Nothing in the data may be changed; retype all of it.

════════════════════

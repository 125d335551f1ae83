//! Device bookkeeping and the single active reader session.
//!
//! Every transition (open, stop, hot-plug add/remove) runs under one lock, so two concurrent
//! opens can never leave two sessions alive. Opening always stops the previous session first:
//! the newest device opened wins. If the previous reader will not release its port, the open
//! is refused rather than holding two ports.

use std::collections::{BTreeMap, BTreeSet};
use std::sync::{Arc, Mutex, MutexGuard, PoisonError, Weak};

use super::{
    DeviceDescriptor, DeviceEvent, DeviceId, DeviceKind, HotplugSource, MidiBackend,
    ReaderContext, ReaderSession,
};
use crate::config::BridgeConfig;
use crate::error::DeviceError;
use crate::notify::Notifier;
use crate::synth::SynthControl;

#[derive(Default)]
struct RegistryState {
    devices: BTreeMap<DeviceId, DeviceDescriptor>,
    session: Option<ReaderSession>,
    /// Devices whose reader already posted `Disconnect` before being reaped.
    reported: BTreeSet<DeviceId>,
}

impl RegistryState {
    /// Stops `session` and forgets it once its port is released. A session that will not let
    /// go goes back in place, so nothing is opened alongside it.
    fn retire(&mut self, mut session: ReaderSession) -> bool {
        if !session.stop() {
            self.session = Some(session);
            return false;
        }
        if session.reported_disconnect() {
            self.reported.insert(session.device().id.clone());
        }
        true
    }
}

struct Inner {
    backend: Arc<dyn MidiBackend>,
    ctx: ReaderContext,
    config: BridgeConfig,
    state: Mutex<RegistryState>,
}

/// Cheap to clone; every clone manages the same devices.
#[derive(Clone)]
pub struct Registry {
    inner: Arc<Inner>,
}

impl Registry {
    pub fn new(
        backend: Arc<dyn MidiBackend>,
        synth: SynthControl,
        notifier: Notifier,
        config: BridgeConfig,
    ) -> Self {
        Self {
            inner: Arc::new(Inner {
                backend,
                ctx: ReaderContext::new(synth, notifier, &config),
                config,
                state: Mutex::new(RegistryState::default()),
            }),
        }
    }

    fn lock(&self) -> MutexGuard<'_, RegistryState> {
        self.inner.state.lock().unwrap_or_else(PoisonError::into_inner)
    }

    fn notify(&self, text: String) {
        self.inner.ctx.notifier.send(text);
    }

    /// Opens every admissible device currently connected, in enumeration order, then
    /// follows hot-plug events from `hotplug`.
    pub fn start(&self, hotplug: &dyn HotplugSource) {
        for device in self.enumerate() {
            if let Err(e) = self.open(&device) {
                log::debug!("startup open of '{}' failed: {e}", device.name);
            }
        }
        let weak: Weak<Inner> = Arc::downgrade(&self.inner);
        hotplug.subscribe(Arc::new(move |event: DeviceEvent| {
            if let Some(inner) = weak.upgrade() {
                Registry { inner }.handle_event(event);
            }
        }));
    }

    /// Refreshes the device list from the backend.
    pub fn enumerate(&self) -> Vec<DeviceDescriptor> {
        let devices = self.inner.backend.list_devices();
        let mut state = self.lock();
        state.devices = devices
            .iter()
            .map(|d| (d.id.clone(), d.clone()))
            .collect();
        log::info!("found {} MIDI device(s)", devices.len());
        devices
    }

    pub fn handle_event(&self, event: DeviceEvent) {
        match event {
            DeviceEvent::Added(device) => self.on_device_added(device),
            DeviceEvent::Removed(device) => self.on_device_removed(device),
        }
    }

    pub fn on_device_added(&self, device: DeviceDescriptor) {
        log::info!("device added: '{}' ({})", device.name, device.id);
        {
            let mut state = self.lock();
            state.reported.remove(&device.id);
            state.devices.insert(device.id.clone(), device.clone());
        }
        if let Err(e) = self.open(&device) {
            log::debug!("could not open added device '{}': {e}", device.name);
        }
    }

    pub fn on_device_removed(&self, device: DeviceDescriptor) {
        log::info!("device removed: '{}' ({})", device.name, device.id);
        let mut state = self.lock();
        state.devices.remove(&device.id);
        let active = state
            .session
            .as_ref()
            .is_some_and(|s| s.device().id == device.id);
        if active {
            if let Some(session) = state.session.take() {
                if !state.retire(session) {
                    log::warn!("'{}' removed while its reader still runs", device.name);
                }
            }
        }
        let already_reported = state.reported.remove(&device.id)
            || state
                .session
                .as_ref()
                .is_some_and(|s| s.device().id == device.id && s.reported_disconnect());
        drop(state);
        if !already_reported {
            self.notify(format!("Disconnect: {}", device.name));
        }
    }

    /// Loopback devices and names on the denylist are never read.
    pub fn is_admissible(&self, device: &DeviceDescriptor) -> bool {
        device.kind != DeviceKind::Loopback && !self.inner.config.is_denied(&device.name)
    }

    /// Makes `device` the active session, stopping the previous one first. Returns `Ok(false)`
    /// without touching the current session if the device is not admissible, and
    /// `PortUnavailable` if the previous reader is still holding its port.
    pub fn open(&self, device: &DeviceDescriptor) -> Result<bool, DeviceError> {
        if !self.is_admissible(device) {
            log::info!("ignoring loopback device '{}'", device.name);
            return Ok(false);
        }
        let mut state = self.lock();
        self.notify(format!("Open: {}", device.name));
        if let Some(previous) = state.session.take() {
            let previous_name = previous.device().name.clone();
            log::info!("stopping reader for '{previous_name}'");
            if !state.retire(previous) {
                let e = DeviceError::PortUnavailable {
                    device: device.name.clone(),
                    port: self.inner.config.port_index,
                    reason: format!("'{previous_name}' has not released its port"),
                };
                log::warn!("{e}");
                self.notify(format!("Port unavailable: {}", device.name));
                return Err(e);
            }
        }
        match ReaderSession::start(
            self.inner.backend.as_ref(),
            device,
            self.inner.config.port_index,
            &self.inner.ctx,
        ) {
            Ok(session) => {
                log::info!("reading '{}' port {}", device.name, session.port());
                state.reported.remove(&device.id);
                state.session = Some(session);
                Ok(true)
            }
            Err(e) => {
                log::warn!("{e}");
                match &e {
                    DeviceError::NoReadablePort { device } => {
                        self.notify(format!("No readable port: {device}"))
                    }
                    DeviceError::PortUnavailable { device, .. }
                    | DeviceError::DeviceDisconnected { device, .. } => {
                        self.notify(format!("Port unavailable: {device}"))
                    }
                }
                Err(e)
            }
        }
    }

    /// Stops the active session, if any. Returns `false` if its reader has not released the
    /// port within the stop timeout; the session is kept and a later `stop` waits again.
    pub fn stop(&self) -> bool {
        let mut state = self.lock();
        match state.session.take() {
            Some(session) => state.retire(session),
            None => true,
        }
    }

    /// The device being read, if its session is still running. A session whose loop ended on
    /// a read error is cleaned up here.
    pub fn active_device(&self) -> Option<DeviceDescriptor> {
        let mut state = self.lock();
        if state.session.as_ref().is_some_and(|s| !s.is_alive()) {
            if let Some(dead) = state.session.take() {
                log::info!("reaping finished reader for '{}'", dead.device().name);
                state.retire(dead);
            }
        }
        state
            .session
            .as_ref()
            .filter(|s| !s.is_stopping())
            .map(|s| s.device().clone())
    }

    /// Known devices, as of the last enumeration and hot-plug events.
    pub fn devices(&self) -> Vec<DeviceDescriptor> {
        self.lock().devices.values().cloned().collect()
    }
}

════════════════════

▶ **Written answer**
repository 125d335551f1ae83
//! Device bookkeeping and the single active reader session.
//!
//! Every transition (open, stop, hot-plug add/remove) runs under one lock, so two concurrent
//! opens can never leave two sessions alive. Opening always stops the previous session first:
//! the newest device opened wins. If the previous reader will not release its port, the open
//! is refused rather than holding two ports.

use std::collections::{BTreeMap, BTreeSet};
use std::sync::{Arc, Mutex, MutexGuard, PoisonError, Weak};

use super::{
    DeviceDescriptor, DeviceEvent, DeviceId, DeviceKind, HotplugSource, MidiBackend,
    ReaderContext, ReaderSession,
};
use crate::config::BridgeConfig;
use crate::error::DeviceError;
use crate::notify::Notifier;
use crate::synth::SynthControl;

#[derive(Default)]
struct RegistryState {
    devices: BTreeMap<DeviceId, DeviceDescriptor>,
    session: Option<ReaderSession>,
    /// Devices whose reader already posted `Disconnect` before being reaped.
    reported: BTreeSet<DeviceId>,
}

impl RegistryState {
    /// Stops `session` and forgets it once its port is released. A session that will not let
    /// go goes back in place, so nothing is opened alongside it.
    fn retire(&mut self, mut session: ReaderSession) -> bool {
        if !session.stop() {
            self.session = Some(session);
            return false;
        }
        if session.reported_disconnect() {
            self.reported.insert(session.device().id.clone());
        }
        true
    }
}

struct Inner {
    backend: Arc<dyn MidiBackend>,
    ctx: ReaderContext,
    config: BridgeConfig,
    state: Mutex<RegistryState>,
}

/// Cheap to clone; every clone manages the same devices.
#[derive(Clone)]
pub struct Registry {
    inner: Arc<Inner>,
}

impl Registry {
    pub fn new(
        backend: Arc<dyn MidiBackend>,
        synth: SynthControl,
        notifier: Notifier,
        config: BridgeConfig,
    ) -> Self {
        Self {
            inner: Arc::new(Inner {
                backend,
                ctx: ReaderContext::new(synth, notifier, &config),
                config,
                state: Mutex::new(RegistryState::default()),
            }),
        }
    }

    fn lock(&self) -> MutexGuard<'_, RegistryState> {
        self.inner.state.lock().unwrap_or_else(PoisonError::into_inner)
    }

    fn notify(&self, text: String) {
        self.inner.ctx.notifier.send(text);
    }

    /// Opens every admissible device currently connected, in enumeration order, then
    /// follows hot-plug events from `hotplug`.
    pub fn start(&self, hotplug: &dyn HotplugSource) {
        for device in self.enumerate() {
            if let Err(e) = self.open(&device) {
                log::debug!("startup open of '{}' failed: {e}", device.name);
            }
        }
        let weak: Weak<Inner> = Arc::downgrade(&self.inner);
        hotplug.subscribe(Arc::new(move |event: DeviceEvent| {
            if let Some(inner) = weak.upgrade() {
                Registry { inner }.handle_event(event);
            }
        }));
    }

    /// Refreshes the device list from the backend.
    pub fn enumerate(&self) -> Vec<DeviceDescriptor> {
        let devices = self.inner.backend.list_devices();
        let mut state = self.lock();
        state.devices = devices
            .iter()
            .map(|d| (d.id.clone(), d.clone()))
            .collect();
        log::info!("found {} MIDI device(s)", devices.len());
        devices
    }

    pub fn handle_event(&self, event: DeviceEvent) {
        match event {
            DeviceEvent::Added(device) => self.on_device_added(device),
            DeviceEvent::Removed(device) => self.on_device_removed(device),
        }
    }

    pub fn on_device_added(&self, device: DeviceDescriptor) {
        log::info!("device added: '{}' ({})", device.name, device.id);
        {
            let mut state = self.lock();
            state.reported.remove(&device.id);
            state.devices.insert(device.id.clone(), device.clone());
        }
        if let Err(e) = self.open(&device) {
            log::debug!("could not open added device '{}': {e}", device.name);
        }
    }

    pub fn on_device_removed(&self, device: DeviceDescriptor) {
        log::info!("device removed: '{}' ({})", device.name, device.id);
        let mut state = self.lock();
        state.devices.remove(&device.id);
        let active = state
            .session
            .as_ref()
            .is_some_and(|s| s.device().id == device.id);
        if active {
            if let Some(session) = state.session.take() {
                if !state.retire(session) {
                    log::warn!("'{}' removed while its reader still runs", device.name);
                }
            }
        }
        let already_reported = state.reported.remove(&device.id)
            || state
                .session
                .as_ref()
                .is_some_and(|s| s.device().id == device.id && s.reported_disconnect());
        drop(state);
        if !already_reported {
            self.notify(format!("Disconnect: {}", device.name));
        }
    }

    /// Loopback devices and names on the denylist are never read.
    pub fn is_admissible(&self, device: &DeviceDescriptor) -> bool {
        device.kind != DeviceKind::Loopback && !self.inner.config.is_denied(&device.name)
    }

    /// Makes `device` the active session, stopping the previous one first. Returns `Ok(false)`
    /// without touching the current session if the device is not admissible, and
    /// `PortUnavailable` if the previous reader is still holding its port.
    pub fn open(&self, device: &DeviceDescriptor) -> Result<bool, DeviceError> {
        if !self.is_admissible(device) {
            log::info!("ignoring loopback device '{}'", device.name);
            return Ok(false);
        }
        let mut state = self.lock();
        self.notify(format!("Open: {}", device.name));
        if let Some(previous) = state.session.take() {
            let previous_name = previous.device().name.clone();
            log::info!("stopping reader for '{previous_name}'");
            if !state.retire(previous) {
                let e = DeviceError::PortUnavailable {
                    device: device.name.clone(),
                    port: self.inner.config.port_index,
                    reason: format!("'{previous_name}' has not released its port"),
                };
                log::warn!("{e}");
                self.notify(format!("Port unavailable: {}", device.name));
                return Err(e);
            }
        }
        match ReaderSession::start(
            self.inner.backend.as_ref(),
            device,
            self.inner.config.port_index,
            &self.inner.ctx,
        ) {
            Ok(session) => {
                log::info!("reading '{}' port {}", device.name, session.port());
                state.reported.remove(&device.id);
                state.session = Some(session);
                Ok(true)
            }
            Err(e) => {
                log::warn!("{e}");
                match &e {
                    DeviceError::NoReadablePort { device } => {
                        self.notify(format!("No readable port: {device}"))
                    }
                    DeviceError::PortUnavailable { device, .. }
                    | DeviceError::DeviceDisconnected { device, .. } => {
                        self.notify(format!("Port unavailable: {device}"))
                    }
                }
                Err(e)
            }
        }
    }

    /// Stops the active session, if any. Returns `false` if its reader has not released the
    /// port within the stop timeout; the session is kept and a later `stop` waits again.
    pub fn stop(&self) -> bool {
        let mut state = self.lock();
        match state.session.take() {
            Some(session) => state.retire(session),
            None => true,
        }
    }

    /// The device being read, if its session is still running. A session whose loop ended on
    /// a read error is cleaned up here.
    pub fn active_device(&self) -> Option<DeviceDescriptor> {
        let mut state = self.lock();
        if state.session.as_ref().is_some_and(|s| !s.is_alive()) {
            if let Some(dead) = state.session.take() {
                log::info!("reaping finished reader for '{}'", dead.device().name);
                state.retire(dead);
            }
        }
        state
            .session
            .as_ref()
            .filter(|s| !s.is_stopping())
            .map(|s| s.device().clone())
    }

    /// Known devices, as of the last enumeration and hot-plug events.
    pub fn devices(&self) -> Vec<DeviceDescriptor> {
        self.lock().devices.values().cloned().collect()
    }
}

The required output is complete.